My beef (no pun intended) with this logic is that it makes gout sufferers eliminate lots of traditional foods that are nutrient-dense only to replace them with more carbohydrate and fructose-rich foods. In one study, researchers reported that ‘the conventional low purine diet approach allowing fructose intake could potentially worsen the overall net risk of gout attacks.’ Plus only about one third of the body’s uric acid comes from dietary purines; the other two third is produced by the body itself. And guess what? Research shows that eating purines actually increases uric acid excretion in order to maintain balance. So doesn’t it make sense to normalize the amount of uric acid produced by the body first?
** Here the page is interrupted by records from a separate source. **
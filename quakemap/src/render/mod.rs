//! Conversion of event records into map markers.

use serde::Serialize;

use crate::normalize::EventRecord;
use crate::style::{style_for, StyleSpec};

mod popup;
pub mod time_format;

pub use popup::{Popup, PopupBuilder, UNKNOWN_LOCATION};

/// Geographic position.
#[derive(Debug, Clone, Copy, PartialEq, Serialize)]
pub struct LatLon {
    /// Latitude in degrees.
    pub lat: f64,
    /// Longitude in degrees.
    pub lon: f64,
}

impl LatLon {
    /// Creates a new position.
    pub const fn new(lat: f64, lon: f64) -> Self {
        Self { lat, lon }
    }
}

/// Filled circle representing one event.
#[derive(Debug, Clone, PartialEq, Serialize)]
pub struct Marker {
    /// Event id, if the feed had one.
    pub id: Option<String>,
    /// Circle center.
    pub position: LatLon,
    /// Circle appearance.
    pub style: StyleSpec,
    /// Info popup shown on click.
    pub popup: Popup,
}

impl Marker {
    /// Marker for the record.
    pub fn for_record(record: &EventRecord) -> Self {
        Self {
            id: record.id.clone(),
            position: LatLon::new(record.latitude, record.longitude),
            style: style_for(record),
            popup: Popup::for_record(record),
        }
    }
}

/// Renders one marker per record, in the same order.
pub fn render(records: &[EventRecord]) -> Vec<Marker> {
    let markers: Vec<Marker> = records.iter().map(Marker::for_record).collect();
    log::debug!("Rendered {} markers", markers.len());
    markers
}
//! Map controls that hold UI state.

use serde::Serialize;

use crate::layer::{BaseLayerKind, OverlayKind};

/// Screen corner a control is pinned to.
#[derive(Debug, Clone, Copy, PartialEq, Eq, Serialize)]
#[serde(rename_all = "lowercase")]
pub enum Corner {
    /// Top left corner.
    TopLeft,
    /// Top right corner.
    TopRight,
    /// Bottom left corner.
    BottomLeft,
    /// Bottom right corner.
    BottomRight,
}

/// Distance scale bar.
#[derive(Debug, Clone, Copy, PartialEq, Eq, Serialize)]
pub struct ScaleControl {
    /// Where the bar is shown.
    pub position: Corner,
    /// Show kilometers/meters.
    pub metric: bool,
    /// Show miles/feet.
    pub imperial: bool,
    /// Maximum bar width in pixels.
    pub max_width: u32,
}

impl Default for ScaleControl {
    fn default() -> Self {
        Self {
            position: Corner::BottomLeft,
            metric: true,
            imperial: true,
            max_width: 100,
        }
    }
}

/// Layer switcher state: a single selected base layer and a set of visible overlays.
#[derive(Debug, Clone, PartialEq, Eq, Serialize)]
pub struct LayerSwitcher {
    /// Where the switcher is shown.
    pub position: Corner,
    /// Whether the switcher starts collapsed into an icon.
    pub collapsed: bool,
    active_base: BaseLayerKind,
    visible_overlays: Vec<OverlayKind>,
}

impl LayerSwitcher {
    /// Creates a switcher with the given base layer and all overlays visible.
    pub fn new(active_base: BaseLayerKind) -> Self {
        Self {
            position: Corner::TopRight,
            collapsed: true,
            active_base,
            visible_overlays: OverlayKind::ALL.to_vec(),
        }
    }

    /// Currently shown base layer.
    pub fn active_base(&self) -> BaseLayerKind {
        self.active_base
    }

    /// Shows the given base layer instead of the current one. Returns the previous one.
    pub fn select_base(&mut self, kind: BaseLayerKind) -> BaseLayerKind {
        std::mem::replace(&mut self.active_base, kind)
    }

    /// Whether the overlay is shown.
    pub fn is_visible(&self, kind: OverlayKind) -> bool {
        self.visible_overlays.contains(&kind)
    }

    /// Shows or hides the overlay. Other overlays are not affected.
    pub fn set_visible(&mut self, kind: OverlayKind, visible: bool) {
        self.visible_overlays.retain(|k| *k != kind);
        if visible {
            self.visible_overlays.push(kind);
            self.visible_overlays
                .sort_by_key(|k| OverlayKind::ALL.iter().position(|o| o == k));
        }
    }

    /// Flips the overlay visibility. Returns the new state.
    pub fn toggle(&mut self, kind: OverlayKind) -> bool {
        let visible = !self.is_visible(kind);
        self.set_visible(kind, visible);
        visible
    }

    /// Visible overlays in switcher order.
    pub fn visible_overlays(&self) -> &[OverlayKind] {
        &self.visible_overlays
    }
}
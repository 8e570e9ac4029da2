//! Feed loading.

use bytes::Bytes;
use geojson::FeatureCollection;
use thiserror::Error;

use super::RawFeatureCollection;

/// Error that can occur when trying to load a feed.
#[derive(Debug, Error)]
pub enum FetchError {
    /// Could not connect to the remote server.
    #[error("network error loading {url}: {source}")]
    Network {
        /// Requested url.
        url: String,
        /// Transport error.
        #[source]
        source: reqwest::Error,
    },

    /// Server answered with a non-success status.
    #[error("server returned status {status} for {url}")]
    Status {
        /// Requested url.
        url: String,
        /// HTTP status code.
        status: u16,
    },

    /// Body is not a valid feed document.
    #[error("failed to decode {url}: {reason}")]
    Decode {
        /// Requested url.
        url: String,
        /// Decoder message.
        reason: String,
    },
}

/// Source of raw feed bodies.
#[async_trait::async_trait]
pub trait FeedLoader: Send + Sync {
    /// Load the body of the document at the given url.
    async fn load(&self, url: &str) -> Result<Bytes, FetchError>;
}

/// Loads feeds over HTTP.
///
/// No timeout is configured and failed requests are not retried.
#[derive(Debug, Clone)]
pub struct HttpFeedLoader {
    client: reqwest::Client,
}

impl HttpFeedLoader {
    /// Create a new instance with a default client.
    pub fn new() -> Result<Self, FetchError> {
        let client = reqwest::Client::builder()
            .use_rustls_tls()
            .build()
            .map_err(|source| FetchError::Network {
                url: String::new(),
                source,
            })?;
        Ok(Self { client })
    }

    /// Create a new instance with the given client.
    pub fn with_client(client: reqwest::Client) -> Self {
        Self { client }
    }
}

#[async_trait::async_trait]
impl FeedLoader for HttpFeedLoader {
    async fn load(&self, url: &str) -> Result<Bytes, FetchError> {
        log::debug!("Downloading feed: {url}");

        let network = |source| FetchError::Network {
            url: url.to_string(),
            source,
        };

        let response = self.client.get(url).send().await.map_err(network)?;
        let status = response.status();
        if !status.is_success() {
            log::warn!("Feed {url} answered with {status}");
            return Err(FetchError::Status {
                url: url.to_string(),
                status: status.as_u16(),
            });
        }

        let bytes = response.bytes().await.map_err(network)?;
        log::debug!("Downloaded {} bytes from: {url}", bytes.len());

        Ok(bytes)
    }
}

/// Load and decode the seismic events feed.
pub async fn fetch_events(
    loader: &dyn FeedLoader,
    url: &str,
) -> Result<RawFeatureCollection, FetchError> {
    let bytes = loader.load(url).await?;
    let collection =
        RawFeatureCollection::from_slice(&bytes).map_err(|err| FetchError::Decode {
            url: url.to_string(),
            reason: err.to_string(),
        })?;

    match collection.metadata.count {
        Some(count) => log::info!("Number of records: {count}"),
        None => log::info!("Number of records: {}", collection.features.len()),
    }

    Ok(collection)
}

/// Load and decode the plate boundaries feed.
///
/// The collection is kept as is; its features are drawn without any transformation.
pub async fn fetch_plate_boundaries(
    loader: &dyn FeedLoader,
    url: &str,
) -> Result<FeatureCollection, FetchError> {
    let bytes = loader.load(url).await?;
    let decode = |reason: String| FetchError::Decode {
        url: url.to_string(),
        reason,
    };

    let text = std::str::from_utf8(&bytes).map_err(|err| decode(err.to_string()))?;
    let collection = text
        .parse::<FeatureCollection>()
        .map_err(|err| decode(err.to_string()))?;

    log::info!(
        "Loaded {} plate boundary features",
        collection.features.len()
    );

    Ok(collection)
}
Then why do many health professionals see red meat consumption as a risk factor for gout?
Well, red meat is typically a component of the Standard American Diet, a diet that is also loaded with sugar, sweetened beverages, industrial seed oils, refined grains and processed meats while being low in naturally occurring antioxidants from fruits and veggies. As such, it is almost impossible for epidemiologists to isolate meat consumption from this modern pattern of eating. While it is true that most studies will try to control for these confounding factors, the truth is that, since red meat has been so constantly demonized, most individuals who consume a lot of meat often have other unhealthy habits such as smoking and drinking. They are also usually more overweight than low meat consumers who are often more ‘health conscious’ (many individuals still believe that meat is unhealthy and thus eat less meat). Plus, in Western countries, the most commonly consumed organ meats are gizzards and livers fried in industrial oils (which are often accompanied by a super-size sugary drink).
Disclaimer: There might be some people out there who would really benefit from a diet low in meat (whether it’s the purines or something else) so always talk to your doctor first – this article is not intended to act as a substitute for medical advice.
The REAL villain behind gout attacks: Inflammation
In my practice, I usually advise my patients to enjoy quality animal protein while switching to a real-food, anti-inflammatory diet and adopt healthy lifestyle practices. Of course, these are general guidelines which need to be tailored to the individual patient. For instance, many of them also have to adopt an autoimmune protocol or a specific-carbohydrate diet.
Although a high purine intake has been linked to gout attacks in those who are already suffering from hyperuricemia, research shows that purine intake alone is not enough to trigger gout flares. In fact, uric acid levels are often decreased during these attacks! Another factor associated with gout attacks is an increase in C-reactive protein (CRP) and interleukin-6, substances that indicate inflammation. These inflammatory molecules are increased in the joint fluid and serum of individuals with acute gouty arthritis.